→ SOURCE INFORMATION

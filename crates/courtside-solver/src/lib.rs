// Copyright (c) 2025 Felix Kahle.
//
// Permission is hereby granted, free of charge, to any person obtaining
// a copy of this software and associated documentation files (the
// "Software"), to deal in the Software without restriction, including
// without limitation the rights to use, copy, modify, merge, publish,
// distribute, sublicense, and/or sell copies of the Software, and to
// permit persons to whom the Software is furnished to do so, subject to
// the following conditions:
//
// The above copyright notice and this permission notice shall be
// included in all copies or substantial portions of the Software.
//
// THE SOFTWARE IS PROVIDED "AS IS", WITHOUT WARRANTY OF ANY KIND,
// EXPRESS OR IMPLIED, INCLUDING BUT NOT LIMITED TO THE WARRANTIES OF
// MERCHANTABILITY, FITNESS FOR A PARTICULAR PURPOSE AND
// NONINFRINGEMENT. IN NO EVENT SHALL THE AUTHORS OR COPYRIGHT HOLDERS BE
// LIABLE FOR ANY CLAIM, DAMAGES OR OTHER LIABILITY, WHETHER IN AN ACTION
// OF CONTRACT, TORT OR OTHERWISE, ARISING FROM, OUT OF OR IN CONNECTION
// WITH THE SOFTWARE OR THE USE OR OTHER DEALINGS IN THE SOFTWARE.

//! # Courtside Solver
//!
//! **The roster optimizer.**
//!
//! Given the players with a game on the target date, selects the
//! value-maximizing 12-player roster (five starters in fixed slots plus a
//! bench) under the salary cap and position eligibility.
//!
//! ## Pipeline
//!
//! 1. `courtside_model::candidate::build_candidates` rates and validates the
//!    input records.
//! 2. `diagnosis` looks for cheap proofs of infeasibility, which yield
//!    specific human-readable reasons.
//! 3. `presolve` drops players that cannot be on any roster within the cap,
//!    and players dominated by enough cheaper, better, as versatile peers.
//! 4. `formulation` turns the pool into a `BinaryProgram`: one binary per
//!    (player, eligible role) pair, one role per player, exact slot and
//!    bench fill, and the cap.
//! 5. Any `Solver` solves it; `BnbSolver` is the exact default.
//! 6. `assembler` reads the assignment back into a `Roster`, which is then
//!    checked against the roster rules before it is returned.
//!
//! ## Outcomes
//!
//! `RosterOptimizer::optimize` distinguishes three situations:
//!
//! * `Ok(OptimizationOutcome::Optimal { .. })`: a proven optimal roster.
//! * `Ok(OptimizationOutcome::NoFeasibleRoster(reason))`: no roster exists,
//!   or the search was stopped before finding one (time budget, interrupt).
//! * `Err(OptimizeError)`: bad input, or a solver that failed twice.

pub mod assembler;
pub mod diagnosis;
pub mod error;
pub mod formulation;
pub mod optimizer;
pub mod presolve;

→ ASSIGNMENT
When a line among the entries contains "this", pull that line out.

→ THE ANSWER
// a copy of this software and associated documentation files (the
// The above copyright notice and this permission notice shall be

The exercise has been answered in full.